Given all kinds of different industries, perovskite can potentially help advance, it makes sense that scientists are trying to understand it better.

Understanding Perovskite at Atomic Level for Better Control

Researchers from North Carolina State University, with support from the National Science Foundation, have discovered a way to create layered hybrid perovskites (LHPs) by studying them at the molecular level.

This breakthrough allows for unprecedented control over LHPs' light-emitting properties and can lead to significant advancements in laser and LED technologies. It also holds promise for engineering other materials for use in photovoltaic devices.

Layered hybrid perovskites (LHPs), according to the research, have emerged as promising semiconductors for next-generation energy and photonic applications. Here, controlling the distribution, size, and orientation of quantum wells (QWs) is extremely important.

LHPs are made up of very thin sheets of perovskite semiconductor material. These sheets are separated from each other by thin organic “spacer” layers.

Given that these thin films of multiple sheets of perovskite and “spacer” layers can efficiently convert electrical charge into light, LHPs have been of considerable interest to the research community for years. However, there is still limited understanding of how to engineer them to control their performance characteristics.

To understand them, we have to start with quantum wells, which are sheets of semiconductor material jammed between ‘spacer' layers.

They are the layers that form in LHPs. And a two-atom thick quantum well has higher energy than the one that is five atoms thick.

Because energy flows from high-energy structures to low-energy structures at the molecular level, we need to have three and four atoms-thick quantum wells between the two and five atoms-thick quantum wells, allowing the energy to flow efficiently.

“You basically want to have a gradual slope that the energy can cascade down.”

– Kenan Gundogdu, co-author of the paper and a professor of physics at NC State

However, people kept running into an anomaly when studying LHPs. The anomaly is the size distribution of quantum wells in an LHP sample observed through X-ray diffraction, which is different from what's detected using optical spectroscopy.

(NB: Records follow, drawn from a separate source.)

// pulse - bitdrift's observability proxy
// Copyright Bitdrift, Inc. All rights reserved.
//
// Use of this source code is governed by a source available license that can be found in the
// LICENSE file or at:
// https://polyformproject.org/wp-content/uploads/2020/06/PolyForm-Shield-1.0.0.txt


pub mod batch;
pub mod label;
pub mod line;

use serde::Deserialize;
use thiserror::Error;

//
// ParseError
//

// Errors that arise while decoding a request body. The display strings are returned verbatim to
// the client as the body of a 400 response.
#[derive(Error, Debug)]
pub enum ParseError {
  #[error("Not enough columns")]
  NotEnoughColumns,
  #[error("Failed to parse int")]
  InvalidInt,
  #[error("Failed to parse float")]
  InvalidFloat,
  #[error("Label column missing '='")]
  MissingEquals,
  #[error("Empty label name")]
  EmptyLabelName,
  #[error("Body is not valid UTF-8")]
  InvalidUtf8,
  #[error("{0}")]
  Json(#[from] serde_json::Error),
}

//
// Protocol
//

// Wire format of an incoming body.
#[derive(Clone, Copy, Debug, Default, Deserialize, Eq, PartialEq)]
#[serde(rename_all = "snake_case")]
pub enum Protocol {
  // Sniff the body: a JSON object selects the batch protocol, anything else is a line.
  #[default]
  Auto,
  Line,
  Json,
}

impl Protocol {
  // Resolve Auto against the body. Line and Json are returned unchanged.
  #[must_use]
  pub fn select(self, body: &[u8]) -> Self {
    match self {
      Self::Auto => {
        if body.iter().find(|b| !b.is_ascii_whitespace()) == Some(&b'{') {
          Self::Json
        } else {
          Self::Line
        }
      },
      Self::Line | Self::Json => self,
    }
  }
}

Aram Amassian, the paper's corresponding author and a professor of materials science and engineering at NC State University, illustrated how diffraction can indicate that quantum wells have a two-atom thickness and are part of a 3D bulk crystal. Meanwhile, spectroscopy can reveal that the quantum wells are two, three, and four atoms thick, in addition to the presence of the three-dimensional bulk phase.

So, the team went to look for answers: Why is there this disconnect between the two, and how can quantum wells' size and distribution in LHPs be controlled?

Through experiments, the team discovered nanoplatelets (NPLs) to be the key player. NPLs are individual sheets of perovskite material that form spontaneously on the surface of the solution the researchers used to create LHPs.

“We found that these nanoplatelets essentially serve as templates for layered materials that form under them,” said Amassian, noting that the atomic thickness of nanoplatelets dictates the thickness of LHP beneath it.

However, the nanoplatelets aren't stable, and their thickness keeps on growing, adding new layers of atoms over time.

“Eventually, the nanoplatelet grows so thick that it becomes a three-dimensional crystal.”

– Amassian

So, the anomaly was due to diffraction detecting the stacking of sheets but not nanoplatelets, while optical spectroscopy detects isolated sheets. He added:

“What's exciting is that we found we can essentially stop the growth of nanoplatelets in a controlled way, essentially tuning the size and distribution of quantum wells in LHP films.”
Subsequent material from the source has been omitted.